Tantrums and limits

What to say and do during a tantrum

4 min read

Tantrum on the supermarket floor, everyone watching, and you about to blow. First things first: a tantrum is not your child «being bad». It is a normal stress response for their age, and at the peak the thinking part of their brain is offline. They cannot reason. Here is what you can do instead.

What lies underneath

Underneath a tantrum there is almost always a need your child cannot yet handle alone: something broke (an expectation, a plan, a «yes» they were counting on), their body filled with a huge emotion, and they do not yet have the tools to bring it down. Children do what they can with what they have. The tantrum is not an attack on you: it is a small, overwhelmed body asking for help the only way it knows.

What to DO in the moment

The key is co-regulation: you lend your calm before any explanation. Emotions are contagious, so the first job is not to catch fire yourself.

Regulate yourself first

Before anything, breathe. Drop your shoulders and your voice. If you blow up too, you are two overwhelmed bodies. Your calm is not a trick: it is literally what helps them bring theirs down.

Set the limit with an action, not a speech

A limit is something you do, not a lecture. If they are hitting or about to hurt themselves: «I will not let you hit», and you hold or gently move them. Fewer words, more safe action.

Stay with them without demanding calm

Stay close, at their level. Do not ask them to calm down «now» or to explain why. At the peak they cannot. Your calm presence is the message: I am here, I am not leaving, this will pass.

What to SAY (phrases for the moment)

Few words, low voice, validate before you propose. Some that work: · «You are really angry. You wanted that so much.» · «It is okay to feel this way. I will not let you get hurt.» · «I am here with you. When your body is ready, we will carry on.» Notice: none deny the emotion («it is not a big deal») or demand («stop crying»). You validate what they feel and set the limit on the behaviour, not the emotion. Feeling angry is not wrong; hurting has a limit.

What to AVOID

Some things, even if they come out on their own, add fuel to the fire: · Reasoning or lecturing at the peak: they cannot hear you, and it drags it out. · Minimising: «it is nothing», «it is not a big deal» tells them you do not get it. · Entering the power struggle: shouting louder, threatening, negotiating under pressure. · Punishments dressed up as «consequences»: if it is a punishment, it is a punishment. This is not about the tantrum vanishing instantly —it will not, and anyone promising that is not talking about child development—. It is about it coming down a little, with company. That is already learning.

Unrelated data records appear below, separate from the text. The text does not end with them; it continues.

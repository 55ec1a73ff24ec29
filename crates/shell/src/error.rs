// SPDX-License-Identifier: BUSL-1.1
// Copyright (c) 2026 Alfred Jean LLC

//! Errors raised while spawning, signalling, or waiting on a command.

use thiserror::Error;

#[derive(Debug, Error)]
pub enum ExecError {
    #[error("empty command specification")]
    EmptyCommand,

    #[error("failed to spawn {command:?}: {source}")]
    Spawn {
        command: String,
        #[source]
        source: std::io::Error,
    },

    #[error("failed to wait on {command:?}: {source}")]
    Wait {
        command: String,
        #[source]
        source: std::io::Error,
    },

    #[error("failed to signal {command:?} (pid {pid}): {source}")]
    Signal {
        command: String,
        pid: i32,
        #[source]
        source: std::io::Error,
    },

    #[error("process for {command:?} has already exited")]
    AlreadyExited { command: String },

    #[error("failed to write to stdin of {command:?}: {source}")]
    WriteStdin {
        command: String,
        #[source]
        source: std::io::Error,
    },

    #[error("process for {command:?} was not spawned with a piped stdin")]
    NoStdin { command: String },
}
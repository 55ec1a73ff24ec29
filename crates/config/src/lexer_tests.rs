// SPDX-License-Identifier: BUSL-1.1
// Copyright (c) 2026 Alfred Jean LLC

use super::Lexer;
use crate::token::TokenKind;

fn kinds(input: &str) -> Vec<TokenKind> {
    Lexer::tokenize(input).into_iter().map(|t| t.kind).collect()
}

fn non_space_kinds(input: &str) -> Vec<TokenKind> {
    kinds(input).into_iter().filter(|k| !matches!(k, TokenKind::Space)).collect()
}

#[test]
fn empty_input_is_just_eof() {
    assert_eq!(kinds(""), vec![TokenKind::Eof]);
}

#[test]
fn comment_runs_to_end_of_line() {
    let toks = non_space_kinds("# hello\n@shell = bash\n");
    assert!(matches!(&toks[0], TokenKind::Comment(text) if text == "# hello\n"));
}

#[test]
fn variable_assignment_bare_value() {
    let toks = non_space_kinds("@shell = bash\n");
    assert_eq!(
        toks,
        vec![
            TokenKind::VarName("@shell".to_string()),
            TokenKind::Equals,
            TokenKind::BareString("bash".to_string()),
            TokenKind::Eof,
        ]
    );
}

#[test]
fn variable_assignment_quoted_value() {
    let toks = non_space_kinds("@shell = \"/bin/bash\"\n");
    assert_eq!(
        toks,
        vec![
            TokenKind::VarName("@shell".to_string()),
            TokenKind::Equals,
            TokenKind::QuotedString("/bin/bash".to_string()),
            TokenKind::Eof,
        ]
    );
}

#[test]
fn variable_without_equals_errors() {
    let toks = kinds("@shell bash\n");
    assert!(matches!(
        toks.last().unwrap(),
        TokenKind::Error(msg) if msg == "unterminated variable assignment"
    ));
}

#[test]
fn dotted_word_is_not_treated_as_variable() {
    // `@` not followed by a valid identifier is just a pattern-ish bare string.
    let toks = non_space_kinds("@foo.bar {\n}\n");
    assert_eq!(
        toks,
        vec![
            TokenKind::BareString("@foo.bar".to_string()),
            TokenKind::LeftBrace,
            TokenKind::RightBrace,
            TokenKind::Eof,
        ]
    );
}

#[test]
fn block_with_prep_and_daemon() {
    let toks = non_space_kinds(
        "**/*.go {\n    prep: go build ./...\n    prep +onchange: go test ./...\n    daemon +sighup: ./server\n}\n",
    );
    assert_eq!(
        toks,
        vec![
            TokenKind::BareString("**/*.go".to_string()),
            TokenKind::LeftBrace,
            TokenKind::Prep,
            TokenKind::Colon,
            TokenKind::BareString("go build ./...\n".to_string()),
            TokenKind::Prep,
            TokenKind::BareString("+onchange".to_string()),
            TokenKind::Colon,
            TokenKind::BareString("go test ./...\n".to_string()),
            TokenKind::Daemon,
            TokenKind::BareString("+sighup".to_string()),
            TokenKind::Colon,
            TokenKind::BareString("./server\n".to_string()),
            TokenKind::RightBrace,
            TokenKind::Eof,
        ]
    );
}

#[test]
fn exclude_pattern_with_leading_bang() {
    let toks = non_space_kinds("!**/vendor/** {\n    daemon +sigterm: ./server\n}\n");
    assert!(matches!(&toks[0], TokenKind::BareString(s) if s == "!**/vendor/**"));
}

#[test]
fn bang_alone_is_an_error() {
    let toks = kinds("! {\n}\n");
    assert!(matches!(
        toks.last().unwrap(),
        TokenKind::Error(msg) if msg == "! must be followed by a string"
    ));
}

#[test]
fn unterminated_quoted_string_is_an_error() {
    let toks = kinds("\"abc\n");
    assert!(matches!(
        toks.last().unwrap(),
        TokenKind::Error(msg) if msg == "unterminated quoted string"
    ));
}

#[test]
fn quoted_string_unescapes_only_its_own_delimiter() {
    let toks = non_space_kinds("\"a\\\"b\\nc\" {\n}\n");
    assert!(matches!(&toks[0], TokenKind::QuotedString(s) if s == "a\"b\\nc"));
}

#[test]
fn unknown_directive_is_an_error() {
    let toks = kinds("**/*.go {\n    bogus: foo\n}\n");
    assert!(matches!(
        toks.last().unwrap(),
        TokenKind::Error(msg) if msg == "unknown directive: bogus"
    ));
}

#[test]
fn option_without_plus_prefix_is_invalid() {
    let toks = kinds("**/*.go {\n    prep onchange: foo\n}\n");
    assert!(matches!(
        toks.last().unwrap(),
        TokenKind::Error(msg) if msg == "invalid command option"
    ));
}

#[test]
fn unterminated_block_at_eof() {
    let toks = kinds("**/*.go {\n    prep: foo\n");
    assert!(matches!(
        toks.last().unwrap(),
        TokenKind::Error(msg) if msg == "unterminated block"
    ));
}

#[test]
fn indir_directive_is_recognized() {
    let toks = non_space_kinds("**/*.go {\n    indir: sub/dir\n    prep: make\n}\n");
    assert_eq!(
        toks,
        vec![
            TokenKind::BareString("**/*.go".to_string()),
            TokenKind::LeftBrace,
            TokenKind::InDir,
            TokenKind::Colon,
            TokenKind::BareString("sub/dir\n".to_string()),
            TokenKind::Prep,
            TokenKind::Colon,
            TokenKind::BareString("make\n".to_string()),
            TokenKind::RightBrace,
            TokenKind::Eof,
        ]
    );
}

#[test]
fn command_value_preserves_backslash_newline_continuation() {
    let toks = non_space_kinds("**/*.go {\n    prep: go build \\\n        ./...\n}\n");
    assert!(matches!(
        &toks[4],
        TokenKind::BareString(s) if s == "go build \\\n        ./...\n"
    ));
}
// SPDX-License-Identifier: BUSL-1.1
// Copyright (c) 2026 Alfred Jean LLC

//! Per-block filtering of a batched [`Mod`] against a block's include/exclude
//! pattern lists.

use flux_core::{Block, Mod};

/// Does `path` match at least one include pattern (or have no include
/// patterns to satisfy at all - an exclude-only block matches everything
/// not excluded) and no exclude pattern?
pub fn path_matches(block: &Block, path: &str) -> bool {
    let included = block.include.is_empty() || block.include.iter().any(|p| p.matches(path));
    if !included {
        return false;
    }
    !block.exclude.iter().any(|p| p.matches(path))
}

/// Restrict `modset` to the paths a block cares about. Returns `None` if no
/// path in the original batch matches.
pub fn filter_mod(block: &Block, modset: &Mod) -> Option<Mod> {
    let added: Vec<String> =
        modset.added().filter(|p| path_matches(block, p)).map(str::to_string).collect();
    let changed: Vec<String> =
        modset.changed().filter(|p| path_matches(block, p)).map(str::to_string).collect();
    let deleted: Vec<String> =
        modset.deleted().filter(|p| path_matches(block, p)).map(str::to_string).collect();

    if added.is_empty() && changed.is_empty() && deleted.is_empty() {
        None
    } else {
        Some(Mod::new(added, changed, deleted))
    }
}

#[cfg(test)]
#[path = "filter_tests.rs"]
mod tests;
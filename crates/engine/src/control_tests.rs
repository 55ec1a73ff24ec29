// SPDX-License-Identifier: BUSL-1.1
// Copyright (c) 2026 Alfred Jean LLC

use flux_adapters::{FakeNotifier, Logger};
use flux_core::{Block, Config, Mod, Pattern, PrepSpec};
use flux_watch::DebounceConfig;

use super::{prep_only, react, run, spawn_daemon_world, EngineError};

#[tokio::test]
async fn prep_only_runs_every_block_once() {
    let dir = tempfile::tempdir().unwrap();
    let marker = dir.path().join("marker");

    let mut config = Config::new();
    let mut block_a = Block::default();
    block_a.preps.push(PrepSpec { command: format!("echo a >> {}", marker.display()), onchange: false });
    let mut block_b = Block::default();
    block_b.preps.push(PrepSpec { command: format!("echo b >> {}", marker.display()), onchange: false });
    config.blocks.push(block_a);
    config.blocks.push(block_b);

    let log = Logger::new();
    let notifier = FakeNotifier::new();
    prep_only(&config, dir.path(), None, &log, &notifier).await.unwrap();

    let contents = std::fs::read_to_string(&marker).unwrap();
    assert_eq!(contents, "a\nb\n");
}

#[tokio::test]
async fn run_surfaces_a_watch_error_for_an_unwatchable_root() {
    let config = Config::new();
    let log = Logger::new();
    let notifier = FakeNotifier::new();
    let missing = std::path::Path::new("/nonexistent/does-not-exist-really");

    let result =
        run(config, None, missing, DebounceConfig::default(), None, &log, &notifier).await;
    assert!(matches!(result, Err(EngineError::Watch(_))));
}

#[tokio::test]
async fn a_failing_prep_skips_its_blocks_daemon_restart_without_aborting_the_reaction() {
    let dir = tempfile::tempdir().unwrap();
    std::fs::write(dir.path().join("a"), b"x").unwrap();
    std::fs::write(dir.path().join("b"), b"x").unwrap();
    let marker = dir.path().join("marker");

    let mut config = Config::new();

    let mut failing = Block::default();
    failing.include.push(Pattern::parse("a").unwrap());
    failing.preps.push(PrepSpec { command: "exit 1".to_string(), onchange: false });
    config.blocks.push(failing);

    let mut ok_block = Block::default();
    ok_block.include.push(Pattern::parse("b").unwrap());
    ok_block.preps.push(PrepSpec { command: format!("echo ok >> {}", marker.display()), onchange: false });
    config.blocks.push(ok_block);

    let log = Logger::new();
    let notifier = FakeNotifier::new();
    let world = spawn_daemon_world(&config, None);
    let modset = Mod::new(vec!["a".to_string(), "b".to_string()], vec![], vec![]);

    let result = react(&config, &world, &modset, dir.path(), None, &log, &notifier).await;
    assert!(result.is_ok());

    let contents = std::fs::read_to_string(&marker).unwrap();
    assert_eq!(contents, "ok\n");

    world.stop_all().await;
}
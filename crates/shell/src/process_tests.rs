// SPDX-License-Identifier: BUSL-1.1
// Copyright (c) 2026 Alfred Jean LLC

use std::time::Duration;

use super::Process;
use crate::kind::ShellKind;
use flux_core::Signal;

#[tokio::test]
async fn exit_code_is_reported_for_successful_command() {
    let mut proc = Process::spawn("test", "exit 0", ShellKind::Sh, None).await.unwrap();
    let status = proc.wait().await.unwrap();
    assert!(status.success());
}

#[tokio::test]
async fn exit_code_is_reported_for_failing_command() {
    let mut proc = Process::spawn("test", "exit 7", ShellKind::Sh, None).await.unwrap();
    let status = proc.wait().await.unwrap();
    assert_eq!(status.code(), Some(7));
}

#[tokio::test]
async fn empty_command_is_rejected() {
    let err = Process::spawn("test", "   ", ShellKind::Sh, None).await.unwrap_err();
    assert!(matches!(err, crate::error::ExecError::EmptyCommand));
}

#[tokio::test]
async fn exec_mode_splits_argv_without_a_shell() {
    let mut proc = Process::spawn("test", "true", ShellKind::Exec, None).await.unwrap();
    let status = proc.wait().await.unwrap();
    assert!(status.success());
}

#[tokio::test]
async fn cwd_is_honored() {
    let dir = tempfile::tempdir().unwrap();
    std::fs::write(dir.path().join("marker"), b"hi").unwrap();
    let mut proc =
        Process::spawn("test", "test -f marker", ShellKind::Sh, Some(dir.path())).await.unwrap();
    let status = proc.wait().await.unwrap();
    assert!(status.success());
}

#[tokio::test]
async fn spawn_captured_buffers_stderr_lines() {
    let mut proc = Process::spawn_captured("test", "echo one 1>&2; echo two 1>&2; exit 1", ShellKind::Sh, None)
        .await
        .unwrap();
    proc.wait().await.unwrap();
    assert_eq!(proc.captured_stderr(), vec!["one".to_string(), "two".to_string()]);
}

#[tokio::test]
async fn plain_spawn_does_not_capture_stderr() {
    let mut proc = Process::spawn("test", "echo oops 1>&2; exit 1", ShellKind::Sh, None).await.unwrap();
    proc.wait().await.unwrap();
    assert!(proc.captured_stderr().is_empty());
}

#[tokio::test]
async fn sigterm_stops_a_sleeping_process() {
    let proc = Process::spawn("test", "trap 'exit 0' TERM; sleep 30", ShellKind::Sh, None)
        .await
        .unwrap();
    proc.stop(Signal::Term, Duration::from_secs(5)).await.unwrap();
}

#[tokio::test]
async fn stop_force_kills_a_process_ignoring_the_signal() {
    let proc =
        Process::spawn("test", "trap '' TERM; sleep 30", ShellKind::Sh, None).await.unwrap();
    proc.stop(Signal::Term, Duration::from_millis(200)).await.unwrap();
}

Afterwards, from a calm place

Once it has passed and their body is calm, it is time to reconnect and, if needed, repair with a small, doable action (tidying up together, a hug). Never at the peak, never with humiliation. And later, through play, you can rehearse the tool: noticing where the body «thunders», breathing together. The skill is practised from calm, not in the storm.

Frequently asked questions

Should I ignore the tantrum so they do not «play me»?

A tantrum is not manipulation: it is a real overwhelm your child cannot yet handle. Ignoring them at the peak leaves them alone just when they need you most. Not giving an audience or negotiating under pressure is different; that is fine. But staying with them is not «giving in to a whim».

What if we are in public and I feel embarrassed?

It is one of the hardest situations. If you can, take them somewhere quieter and stay with them there —more to lower the stimulation than because of the stares. Your job is still the same: lend them calm. What others think does not change what your child needs.

Will this make them have fewer tantrums?

We cannot promise you that, and be wary of anyone who does. Tantrums are normal and expected, especially between 18 and 36 months. What this kind of support does build, over time, is your child learning to notice and bring down their emotions with help. It is a skill, not a switch.